The book’s summary is basically arguing that the Blocks are actually champions of race relations because they "have a Black friend." Granted, both the Blade and Post-Gazette do have histories of outstanding civil rights reporting, but those feel like ancient history at this point.
The editorial departments of the Blade and P-G, aka mostly just musings from controversial writer Keith Burris, not only endorsed President Donald Trump this year over Obama’s former Vice President Joe Biden, but they also haven't really led on any regional or national race-related issues as of late.
In fact, with Burris at the helm of the P-G, management banned a Black journalist from covering the Black Lives Matter movement, bogusly claiming she was biased due to a satirical tweet. The P-G is currently being sued over that infraction, and is arguing in court that it's allowed to ignore workplace civil rights laws because it is a media company and the First Amendment protects it from following civil rights laws.
A Toledo Blade staffer who requested anonymity believes this book is an attempt by the Blocks to use their family’s legacy as a shield against attacks on their current reporting and editorial stances on civil rights.
“It’s an example of using the legacy of other people to defend their racism and misconduct against people in the workplace,” says the Blade staffer. “They don’t view themselves that way, as racist, they view themselves as from the barons of an earlier era, where they were known for civil rights reporting.”
The Blade staffer says that this book has been in the works for a while, and that it was largely worked on by its author Jack Lessenbury, who used to be a columnist at the Blade.
Additionally, Lessenbury has quite the checkered past and was actually banned from the Blade newsroom, according to the staffer. In 2018, Lessenbury resigned as the head of Wayne State University's journalism program, and the school said that he would have been fired had he not resigned, due to allegations of sexual harassment against him.
Lessenbury also quit as a columnist at Metro Times in Detroit. That action came shortly after an investigative report from Deadline Detroit revealed Lessenbury’s behavior was considered offensive by female colleagues at a Memphis newspaper and the allegations from students he taught at Wayne State.
Similar accusations have been levied against former Post-Gazette reporter Mike Fuoco, and the New York Times and Pittsburgh City Paper have written stories about the paper’s lack of urgency to investigate Fuoco.

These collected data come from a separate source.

pub use jeopardy_protocol::CategoryId;

/// Clue index inside a category.
pub type Row = u8;

/// Category index on the board.
pub type Col = u8;

/// Count type used for total-cell counts.
pub type CellCount = u16;

/// Cell coordinates `(row, col)`: `row` picks the clue, `col` the category.
pub type CellCoords = (Row, Col);

pub const fn mult(a: u8, b: u8) -> CellCount {
    let a = a as CellCount;
    let b = b as CellCount;
    a.saturating_mul(b)
}
use alloc::string::String;

const ITALIC_OPEN: &str = "<I>";
const ITALIC_CLOSE: &str = "</I>";

/// Upper-cases clue text and turns italic markup into quotation marks.
///
/// Tags are matched after upper-casing, so `<i>` and `<I>` are both caught.
/// Applying it twice gives the same result as applying it once.
pub fn normalize_clue_text(raw: &str) -> String {
    let text = raw.to_uppercase();
    if !text.contains(ITALIC_OPEN) {
        return text;
    }

    text.replace(ITALIC_OPEN, "\"")
        .replace(ITALIC_CLOSE, "\"")
        .to_uppercase()
}
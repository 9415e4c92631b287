use std::iter::FusedIterator;

use crate::node::Node;

/// An in-order iterator of owned values as the underlying tree `into_iter()`
/// impl.
///
/// Each [`Node`] is freed as its value is yielded.
#[derive(Debug)]
pub struct IntoIter<T> {
    stack: Vec<Box<Node<T>>>,
    remaining: usize,
}

impl<T> IntoIter<T> {
    pub(crate) fn new(root: Option<Box<Node<T>>>, len: usize) -> Self {
        let mut this = Self {
            stack: vec![],
            remaining: len,
        };

        // Descend down the left side of the tree.
        if let Some(root) = root {
            this.push_subtree(root);
        }

        this
    }

    fn push_subtree(&mut self, subtree_root: Box<Node<T>>) {
        let mut ptr = Some(subtree_root);

        while let Some(mut v) = ptr {
            ptr = v.take_left();
            self.stack.push(v);
        }
    }
}

impl<T> Iterator for IntoIter<T> {
    type Item = T;

    fn next(&mut self) -> Option<Self::Item> {
        let mut v = self.stack.pop()?;

        // Descend down the left side of the right hand child of this node, if
        // any.
        if let Some(right) = v.take_right() {
            self.push_subtree(right);
        }

        self.remaining = self.remaining.saturating_sub(1);
        Some(v.into_value())
    }

    fn size_hint(&self) -> (usize, Option<usize>) {
        (self.remaining, Some(self.remaining))
    }
}

impl<T> ExactSizeIterator for IntoIter<T> {}
impl<T> FusedIterator for IntoIter<T> {}
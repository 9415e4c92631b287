mod owned_iter;
mod ref_iter;

pub use owned_iter::*;
pub use ref_iter::*;
//! A height-balanced binary search tree (an [AVL tree]) ordered by an injected
//! [`Comparator`].
//!
//! An [`AvlTree`] stores values of any type `T`, ordered by a key borrowed
//! from each value. The ordering is provided when the tree is constructed,
//! either the natural [`Ord`] of `T`, a three-way comparison function
//! ([`compare::by()`]), or a key extraction function ([`compare::by_key()`]).
//!
//! After every insert and remove, the heights of the two subtrees of any node
//! differ by at most one, so lookups, inserts and removals all descend
//! `O(log n)` nodes.
//!
//! ```
//! use avlt::{compare, AvlTree, Insertion};
//!
//! #[derive(Debug, PartialEq)]
//! struct Word {
//!     text: String,
//!     freq: usize,
//! }
//!
//! let mut t = AvlTree::with_comparator(compare::by_key(|w: &Word| w.text.as_str()));
//!
//! for text in "the cat sat on the mat".split_whitespace() {
//!     let word = Word { text: text.to_string(), freq: 1 };
//!
//!     // Count repeated words by bumping the frequency of the stored value.
//!     match t.insert_with(word, |existing| existing.freq += 1) {
//!         Ok(Insertion::Inserted) => {}
//!         Ok(Insertion::Duplicate(rejected)) => assert_eq!(rejected.text, text),
//!         Err(e) => panic!("{e}"),
//!     }
//! }
//!
//! assert_eq!(t.len(), 5);
//! assert_eq!(t.get("the").map(|w| w.freq), Some(2));
//!
//! // Iterate in ascending, or descending order.
//! let words = t.iter().map(|w| w.text.as_str()).collect::<Vec<_>>();
//! assert_eq!(words, ["cat", "mat", "on", "sat", "the"]);
//! assert_eq!(t.iter().rev().next().map(|w| w.text.as_str()), Some("the"));
//!
//! // Removing a value hands ownership back to the caller.
//! assert_eq!(t.remove("cat"), Some(Word { text: "cat".to_string(), freq: 1 }));
//! assert_eq!(t.remove("cat"), None);
//! ```
//!
//! [AVL tree]: https://en.wikipedia.org/wiki/AVL_tree

#![deny(rustdoc::broken_intra_doc_links, rust_2018_idioms)]
#![warn(
    clippy::clone_on_ref_ptr,
    clippy::dbg_macro,
    clippy::explicit_iter_loop,
    clippy::todo,
    clippy::use_self,
    missing_debug_implementations
)]

pub mod compare;
mod dump;
mod error;
mod iter;
mod node;
mod tree;

#[cfg(test)]
mod test_utils;

pub use compare::Comparator;
pub use error::AllocationFailed;
pub use iter::{IntoIter, Iter};
pub use tree::{AvlTree, Insertion};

The Blade staffer said that because Lessenbury was barred from the Toledo newsroom, a former editor at the paper actually had to conduct research in the Blade archives on the Block family. The staffer believes that the former editor was assisting Lessenbury when he was writing Reason vs. Racism.
Either way, if you are looking for the worst belated-Christmas gift available, put a pre-order in for Lessenbury’s book. I mean, don't actually put one in, since it’s not yet available at online booksellers. Just imagine doing it, then chuckle about the absurdity. Happy New Year!